Not surprisingly, many exciting projects are in the works at Eli’s. The company plans to expand its facility in 2014 with an addition that will most likely double the size of the bakery, Schulman adds. “We need additional oven capacity and improvement in some areas,” he explains. “Clearly, the facility has done a great job for us, but we need more space. When we designed it, we were fortunate that it’s on a large site that we can expand, so that’s what our team is working on right now.”

The company is also committed to cutting its energy consumption and recycles various materials and food waste. “We want to be just as thoughtful in our expansion,” Schulman says. “In addition, sustainability is a high priority for our customers and for us as well.”

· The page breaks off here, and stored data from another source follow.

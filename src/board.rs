//! Game board: grid, ships and guess history.

use alloc::collections::BTreeSet;
use alloc::vec::Vec;
use core::fmt;

use crate::common::{BoardError, Cell, GuessResult};
use crate::grid::Grid;
use crate::ship::Ship;

pub struct Board {
    width: usize,
    height: usize,
    grid: Grid,
    ships: Vec<Ship>,
    guesses: BTreeSet<(usize, usize)>,
}

impl Board {
    /// Create an empty board (no ships, no guesses, all cells blank).
    pub fn new(width: usize, height: usize) -> Result<Self, BoardError> {
        if width == 0 || height == 0 {
            return Err(BoardError::InvalidDimensions);
        }
        Ok(Board {
            width,
            height,
            grid: Grid::new(width, height)?,
            ships: Vec::new(),
            guesses: BTreeSet::new(),
        })
    }

    pub fn width(&self) -> usize {
        self.width
    }

    pub fn height(&self) -> usize {
        self.height
    }

    pub fn grid(&self) -> &Grid {
        &self.grid
    }

    pub fn ships(&self) -> &[Ship] {
        &self.ships
    }

    /// Every coordinate guessed so far.
    pub fn guesses(&self) -> &BTreeSet<(usize, usize)> {
        &self.guesses
    }

    /// Returns `true` when every ship is sunk (vacuously so with no ships).
    pub fn all_sunk(&self) -> bool {
        self.ships.iter().all(|s| s.is_sunk())
    }

    /// Place a ship at `(x, y)`.
    ///
    /// The bound check is inclusive: `x == width` or `y == height` is
    /// accepted. Such a ship lies off the rendered grid and cannot be hit by
    /// a guess drawn from `[0, width) × [0, height)`.
    pub fn add_ship(&mut self, x: usize, y: usize) -> Result<(), BoardError> {
        if x > self.width || y > self.height {
            return Err(BoardError::OutOfBounds { x, y });
        }
        if self.ships.iter().any(|s| s.coordinates() == (x, y)) {
            return Err(BoardError::DuplicatePlacement { x, y });
        }
        self.ships.push(Ship::new(x, y));
        Ok(())
    }

    /// Apply a guess at `(x, y)`.
    ///
    /// The hit ship's cell becomes a ship marker and every other ship's cell
    /// is re-stamped with the miss marker. The guessed cell itself is only
    /// touched when it holds a ship. Repeated guesses are accepted.
    pub fn process_guess(&mut self, x: usize, y: usize) -> GuessResult {
        self.guesses.insert((x, y));
        let mut result = GuessResult::Miss;
        for ship in self.ships.iter_mut() {
            let (sx, sy) = ship.coordinates();
            if ship.guess(x, y) {
                self.grid.set(sx, sy, Cell::Ship);
                result = GuessResult::Hit;
            } else {
                self.grid.set(sx, sy, Cell::Miss);
            }
        }
        log::debug!("guess ({}, {}) -> {:?}", x, y, result);
        result
    }
}

impl fmt::Debug for Board {
    fn fmt(&self, f: &mut fmt::Formatter<'_>) -> fmt::Result {
        f.debug_struct("Board")
            .field("width", &self.width)
            .field("height", &self.height)
            .field("ships", &self.ships)
            .field("guesses", &self.guesses)
            .field("grid", &self.grid)
            .finish()
    }
}
use gridshot::{
    Board, Game, GameStatus, Grid, InputError, Markers, NullView, Outcome, Player, ScriptedInput,
    View,
};

/// Records the view calls made by the game.
#[derive(Default)]
struct RecordingView {
    events: Vec<String>,
}

impl View for RecordingView {
    fn remaining_guesses(&mut self, guesses: u32) {
        self.events.push(format!("remaining {}", guesses));
    }

    fn turn(&mut self, player: &Player) {
        self.events.push(format!("turn {}", player.name()));
    }

    fn render(&mut self, grid: &Grid, markers: &Markers) {
        self.events.push(grid.display(markers).to_string());
    }

    fn outcome(&mut self, outcome: &Outcome) {
        self.events
            .push(format!("winner {:?}", outcome.winner.as_deref()));
    }
}

fn board_with_ship(w: usize, h: usize, x: usize, y: usize) -> Board {
    let mut board = Board::new(w, h).unwrap();
    board.add_ship(x, y).unwrap();
    board
}

fn players(n: usize) -> Vec<Player> {
    gridshot::make_players(n)
}

#[test]
fn single_cell_board_won_on_first_guess() {
    let mut game = Game::new(board_with_ship(1, 1, 0, 0), players(1), 5);
    let mut input = ScriptedInput::new([(0, 0)]);
    let outcome = game.play(&mut input, &mut NullView).unwrap();

    assert_eq!(outcome.winner.as_deref(), Some("Player 1"));
    assert_eq!(outcome.rounds_played, 1);
    assert_eq!(outcome.guesses_remaining, 4);
    assert_eq!(game.status(), GameStatus::Won);
    assert_eq!(game.winner().map(|p| p.name()), Some("Player 1"));
}

#[test]
fn later_players_skipped_once_finished() {
    let mut game = Game::new(board_with_ship(5, 5, 2, 2), players(2), 1);
    // Player 2's answer must never be consumed
    let mut input = ScriptedInput::new([(2, 2), (0, 0)]);
    let mut view = RecordingView::default();
    let outcome = game.play(&mut input, &mut view).unwrap();

    assert_eq!(outcome.winner.as_deref(), Some("Player 1"));
    assert_eq!(input.remaining(), vec![(0, 0)]);
    assert!(!view.events.iter().any(|e| e == "turn Player 2"));
    assert_eq!(game.guesses_remaining(), 0);
}

#[test]
fn zero_budget_finishes_before_any_round() {
    let mut game = Game::new(board_with_ship(5, 5, 1, 1), players(2), 0);
    assert!(game.is_finished());
    let mut input = ScriptedInput::default();
    let mut view = RecordingView::default();
    let outcome = game.play(&mut input, &mut view).unwrap();

    assert_eq!(outcome.winner, None);
    assert_eq!(outcome.rounds_played, 0);
    assert_eq!(game.status(), GameStatus::NoWinner);
    assert_eq!(view.events, vec!["winner None".to_string()]);
}

#[test]
fn budget_is_spent_once_per_round() {
    let mut game = Game::new(board_with_ship(5, 5, 4, 4), players(3), 2);
    let mut input = ScriptedInput::new([(0, 0), (0, 1), (0, 2)]);
    game.play_round(&mut input, &mut NullView).unwrap();
    assert_eq!(game.guesses_remaining(), 1);
    assert_eq!(game.rounds_played(), 1);
    assert_eq!(game.board().guesses().len(), 3);
    assert_eq!(game.status(), GameStatus::InProgress);
}

#[test]
fn exhausted_budget_has_no_winner() {
    let mut game = Game::new(board_with_ship(5, 5, 4, 4), players(2), 2);
    let mut input = ScriptedInput::new([(0, 0), (1, 1), (2, 2), (3, 3)]);
    let mut view = RecordingView::default();
    let outcome = game.play(&mut input, &mut view).unwrap();

    assert_eq!(outcome.winner, None);
    assert_eq!(outcome.rounds_played, 2);
    assert_eq!(outcome.guesses_remaining, 0);
    assert_eq!(view.events.last().map(String::as_str), Some("winner None"));
    assert!(!game.board().all_sunk());
}

#[test]
fn finished_as_soon_as_all_ships_sunk() {
    let mut board = Board::new(3, 3).unwrap();
    board.add_ship(0, 0).unwrap();
    board.add_ship(2, 2).unwrap();
    let mut game = Game::new(board, players(2), 10);
    let mut input = ScriptedInput::new([(0, 0), (2, 2)]);
    game.play_round(&mut input, &mut NullView).unwrap();

    assert!(game.is_finished());
    assert_eq!(game.guesses_remaining(), 9);
    assert_eq!(game.winner().map(|p| p.name()), Some("Player 2"));
}

#[test]
fn round_renders_after_each_guess() {
    let mut game = Game::new(board_with_ship(2, 2, 1, 0), players(1), 3);
    let mut input = ScriptedInput::new([(0, 0)]);
    let mut view = RecordingView::default();
    game.play_round(&mut input, &mut view).unwrap();

    assert_eq!(
        view.events,
        vec![
            "remaining 3".to_string(),
            "turn Player 1".to_string(),
            "O O\nX O\n".to_string(),
        ]
    );
}

#[test]
fn custom_markers_reach_the_view() {
    let markers = Markers {
        blank: '.',
        miss: 'o',
        ship: '#',
    };
    let mut game = Game::new(board_with_ship(1, 2, 0, 1), players(1), 3).with_markers(markers);
    let mut input = ScriptedInput::new([(0, 1)]);
    let mut view = RecordingView::default();
    game.play(&mut input, &mut view).unwrap();
    assert!(view.events.contains(&". #\n".to_string()));
}

#[test]
fn input_failure_is_propagated() {
    let mut game = Game::new(board_with_ship(5, 5, 3, 3), players(1), 5);
    let mut input = ScriptedInput::new([(0, 0)]);
    assert_eq!(
        game.play(&mut input, &mut NullView).unwrap_err(),
        InputError::Closed
    );
    assert_eq!(game.rounds_played(), 1);
}
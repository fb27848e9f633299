//! A fixed-size `width × height` grid of display cells.
//!
//! Cells are addressed by `(x, y)` with `x` in `[0, width)` selecting the row
//! and `y` in `[0, height)` selecting the column. Storage is a flat vector in
//! row-major order; the size is fixed at construction.

use alloc::vec;
use alloc::vec::Vec;
use core::fmt;

use crate::common::{BoardError, Cell};
use crate::config::Markers;

#[derive(Clone, PartialEq, Eq)]
pub struct Grid {
    width: usize,
    height: usize,
    cells: Vec<Cell>,
}

impl Grid {
    /// Create a grid with every cell blank. Fails when `width * height`
    /// does not fit in `usize`.
    pub fn new(width: usize, height: usize) -> Result<Self, BoardError> {
        let len = width
            .checked_mul(height)
            .ok_or(BoardError::InvalidDimensions)?;
        Ok(Grid {
            width,
            height,
            cells: vec![Cell::Blank; len],
        })
    }

    pub fn width(&self) -> usize {
        self.width
    }

    pub fn height(&self) -> usize {
        self.height
    }

    #[inline]
    fn index(&self, x: usize, y: usize) -> Option<usize> {
        if x < self.width && y < self.height {
            Some(x * self.height + y)
        } else {
            None
        }
    }

    /// Cell at `(x, y)`, or `None` outside the grid.
    pub fn get(&self, x: usize, y: usize) -> Option<Cell> {
        self.index(x, y).map(|i| self.cells[i])
    }

    /// Overwrite the cell at `(x, y)`. Writes outside the grid are ignored
    /// and return `false`.
    pub fn set(&mut self, x: usize, y: usize, cell: Cell) -> bool {
        match self.index(x, y) {
            Some(i) => {
                self.cells[i] = cell;
                true
            }
            None => false,
        }
    }

    /// Iterate rows, each as a slice of `height` cells.
    pub fn rows(&self) -> impl Iterator<Item = &[Cell]> {
        // chunks() panics on zero; an empty grid simply has no rows
        self.cells.chunks(self.height.max(1))
    }

    /// Number of cells currently holding `cell`.
    pub fn count(&self, cell: Cell) -> usize {
        self.cells.iter().filter(|c| **c == cell).count()
    }

    /// Borrow the grid as a displayable value using `markers`.
    pub fn display<'a>(&'a self, markers: &'a Markers) -> GridDisplay<'a> {
        GridDisplay {
            grid: self,
            markers,
        }
    }
}

impl fmt::Debug for Grid {
    fn fmt(&self, f: &mut fmt::Formatter<'_>) -> fmt::Result {
        writeln!(f, "Grid {}x{} {{", self.width, self.height)?;
        write!(f, "{}", self.display(&Markers::default()))?;
        write!(f, "}}")
    }
}

/// Text rendering of a [`Grid`]: one line per row, markers separated by spaces.
pub struct GridDisplay<'a> {
    grid: &'a Grid,
    markers: &'a Markers,
}

impl fmt::Display for GridDisplay<'_> {
    fn fmt(&self, f: &mut fmt::Formatter<'_>) -> fmt::Result {
        for row in self.grid.rows() {
            for (i, cell) in row.iter().enumerate() {
                if i > 0 {
                    write!(f, " ")?;
                }
                let ch = match cell {
                    Cell::Blank => self.markers.blank,
                    Cell::Miss => self.markers.miss,
                    Cell::Ship => self.markers.ship,
                };
                write!(f, "{}", ch)?;
            }
            writeln!(f)?;
        }
        Ok(())
    }
}

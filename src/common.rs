//! Common types: grid cells, board errors and input errors.

use alloc::string::String;

/// State of a single grid cell, rendered through [`crate::Markers`].
#[derive(Debug, Clone, Copy, PartialEq, Eq, Default)]
pub enum Cell {
    #[default]
    Blank,
    Miss,
    Ship,
}

/// Result of applying one guess to a board.
#[derive(Debug, Clone, Copy, PartialEq, Eq)]
#[cfg_attr(feature = "std", derive(serde::Serialize, serde::Deserialize))]
pub enum GuessResult {
    /// The guess sank the ship at that coordinate.
    Hit,
    /// No ship sits at the guessed coordinate.
    Miss,
}

/// Errors returned while building a board.
#[derive(Debug, Clone, PartialEq, Eq)]
pub enum BoardError {
    /// Ship coordinate lies beyond the board.
    OutOfBounds { x: usize, y: usize },
    /// A ship already occupies this coordinate.
    DuplicatePlacement { x: usize, y: usize },
    /// More distinct coordinates requested than the space holds.
    CapacityExceeded { requested: usize, available: usize },
    /// Width or height is zero.
    InvalidDimensions,
}

impl core::fmt::Display for BoardError {
    fn fmt(&self, f: &mut core::fmt::Formatter<'_>) -> core::fmt::Result {
        match self {
            BoardError::OutOfBounds { x, y } => write!(f, "Outside the grid: ({}, {})", x, y),
            BoardError::DuplicatePlacement { x, y } => {
                write!(f, "A ship is already placed at ({}, {})", x, y)
            }
            BoardError::CapacityExceeded {
                requested,
                available,
            } => write!(
                f,
                "Cannot place {} ships on a board with {} cells",
                requested, available
            ),
            BoardError::InvalidDimensions => write!(f, "Board dimensions must be positive"),
        }
    }
}

#[cfg(feature = "std")]
impl std::error::Error for BoardError {}

/// Errors returned by an [`crate::Input`] source.
#[derive(Debug, Clone, PartialEq, Eq)]
pub enum InputError {
    /// The player gave this many invalid answers in a row.
    Exhausted { attempts: u32 },
    /// The input stream ended.
    Closed,
    /// Underlying I/O failure.
    Io(String),
}

impl core::fmt::Display for InputError {
    fn fmt(&self, f: &mut core::fmt::Formatter<'_>) -> core::fmt::Result {
        match self {
            InputError::Exhausted { attempts } => {
                write!(f, "Gave up after {} invalid answers", attempts)
            }
            InputError::Closed => write!(f, "Input closed"),
            InputError::Io(msg) => write!(f, "I/O error: {}", msg),
        }
    }
}

#[cfg(feature = "std")]
impl std::error::Error for InputError {}

#[cfg(feature = "std")]
impl From<std::io::Error> for InputError {
    fn from(err: std::io::Error) -> Self {
        InputError::Io(std::string::ToString::to_string(&err))
    }
}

There’s never a dull day at Eli’s. “It’s an exciting time in the baking industry,” Schulman says. “We can sell to very large, sophisticated customers as well as small and mid-sized ones, so we just have to be focused. The number-one priority we have right now is food-safety (training) and quality. There’s so much going on and so many things to do, we just have to be focused on continuing to produce the best products ever.”